Stored data

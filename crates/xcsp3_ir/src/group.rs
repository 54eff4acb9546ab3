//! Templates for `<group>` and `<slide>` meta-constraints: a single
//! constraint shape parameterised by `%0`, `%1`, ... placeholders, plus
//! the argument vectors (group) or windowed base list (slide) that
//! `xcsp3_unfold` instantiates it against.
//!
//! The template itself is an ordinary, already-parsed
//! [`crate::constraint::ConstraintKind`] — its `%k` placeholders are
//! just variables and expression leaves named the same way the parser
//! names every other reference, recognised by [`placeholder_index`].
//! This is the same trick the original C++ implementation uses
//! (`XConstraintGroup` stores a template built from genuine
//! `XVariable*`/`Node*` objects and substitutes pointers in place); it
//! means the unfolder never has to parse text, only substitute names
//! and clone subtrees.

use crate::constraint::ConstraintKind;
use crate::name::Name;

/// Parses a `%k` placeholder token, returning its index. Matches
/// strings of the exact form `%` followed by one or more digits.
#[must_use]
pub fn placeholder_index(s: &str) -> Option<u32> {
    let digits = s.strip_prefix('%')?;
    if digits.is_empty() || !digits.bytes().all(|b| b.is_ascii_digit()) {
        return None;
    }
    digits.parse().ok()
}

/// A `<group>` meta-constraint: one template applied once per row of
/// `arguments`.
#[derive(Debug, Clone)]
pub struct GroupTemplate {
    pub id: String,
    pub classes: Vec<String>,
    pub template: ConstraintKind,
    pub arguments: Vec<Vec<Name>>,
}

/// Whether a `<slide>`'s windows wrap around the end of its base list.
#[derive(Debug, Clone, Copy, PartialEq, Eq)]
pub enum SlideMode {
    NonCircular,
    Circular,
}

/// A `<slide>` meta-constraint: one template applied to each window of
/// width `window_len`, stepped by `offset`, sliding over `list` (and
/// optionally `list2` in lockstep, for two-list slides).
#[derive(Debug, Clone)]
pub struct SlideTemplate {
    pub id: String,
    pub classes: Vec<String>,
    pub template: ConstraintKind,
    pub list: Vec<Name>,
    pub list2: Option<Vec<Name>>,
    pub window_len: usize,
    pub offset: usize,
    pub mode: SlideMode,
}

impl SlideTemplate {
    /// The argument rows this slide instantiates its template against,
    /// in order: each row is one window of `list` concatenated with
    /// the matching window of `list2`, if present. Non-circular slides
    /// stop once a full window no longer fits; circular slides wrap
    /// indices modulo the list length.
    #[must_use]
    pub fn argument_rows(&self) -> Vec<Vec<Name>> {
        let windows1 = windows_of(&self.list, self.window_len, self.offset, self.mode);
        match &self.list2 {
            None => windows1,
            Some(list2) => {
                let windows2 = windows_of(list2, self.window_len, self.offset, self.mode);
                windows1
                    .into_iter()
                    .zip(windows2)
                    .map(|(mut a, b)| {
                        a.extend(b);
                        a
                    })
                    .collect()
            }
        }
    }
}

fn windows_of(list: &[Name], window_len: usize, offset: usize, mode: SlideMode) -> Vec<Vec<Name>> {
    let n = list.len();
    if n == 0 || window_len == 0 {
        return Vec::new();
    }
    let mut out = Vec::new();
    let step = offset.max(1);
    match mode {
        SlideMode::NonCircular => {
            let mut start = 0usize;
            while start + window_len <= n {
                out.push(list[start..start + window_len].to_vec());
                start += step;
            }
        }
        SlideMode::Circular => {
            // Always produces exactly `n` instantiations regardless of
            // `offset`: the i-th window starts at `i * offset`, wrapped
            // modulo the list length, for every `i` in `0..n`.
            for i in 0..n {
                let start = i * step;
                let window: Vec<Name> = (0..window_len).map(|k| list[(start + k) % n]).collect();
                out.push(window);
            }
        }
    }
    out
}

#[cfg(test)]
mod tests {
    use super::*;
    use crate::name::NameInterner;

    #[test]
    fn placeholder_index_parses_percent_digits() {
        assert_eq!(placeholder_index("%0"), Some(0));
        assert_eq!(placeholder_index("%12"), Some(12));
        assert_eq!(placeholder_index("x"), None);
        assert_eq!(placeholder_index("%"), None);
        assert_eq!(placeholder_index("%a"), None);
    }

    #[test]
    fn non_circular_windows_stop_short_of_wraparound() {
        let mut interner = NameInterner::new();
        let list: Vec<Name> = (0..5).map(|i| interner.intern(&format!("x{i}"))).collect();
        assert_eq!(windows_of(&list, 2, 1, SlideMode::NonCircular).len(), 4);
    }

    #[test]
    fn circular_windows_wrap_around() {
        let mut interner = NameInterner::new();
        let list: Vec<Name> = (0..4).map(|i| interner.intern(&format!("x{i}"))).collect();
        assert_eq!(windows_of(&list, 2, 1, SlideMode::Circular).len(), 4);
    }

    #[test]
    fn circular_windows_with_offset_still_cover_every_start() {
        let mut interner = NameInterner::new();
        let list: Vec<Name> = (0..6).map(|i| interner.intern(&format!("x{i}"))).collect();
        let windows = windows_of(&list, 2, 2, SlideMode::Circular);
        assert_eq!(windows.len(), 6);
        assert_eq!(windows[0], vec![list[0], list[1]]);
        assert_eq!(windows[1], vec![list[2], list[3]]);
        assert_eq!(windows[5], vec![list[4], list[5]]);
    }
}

** What is being asked **
When a line in the data above contains the string "None", copy that line.

** Result of the task **
        return None;
            None => windows1,
        assert_eq!(placeholder_index("x"), None);
        assert_eq!(placeholder_index("%"), None);
        assert_eq!(placeholder_index("%a"), None);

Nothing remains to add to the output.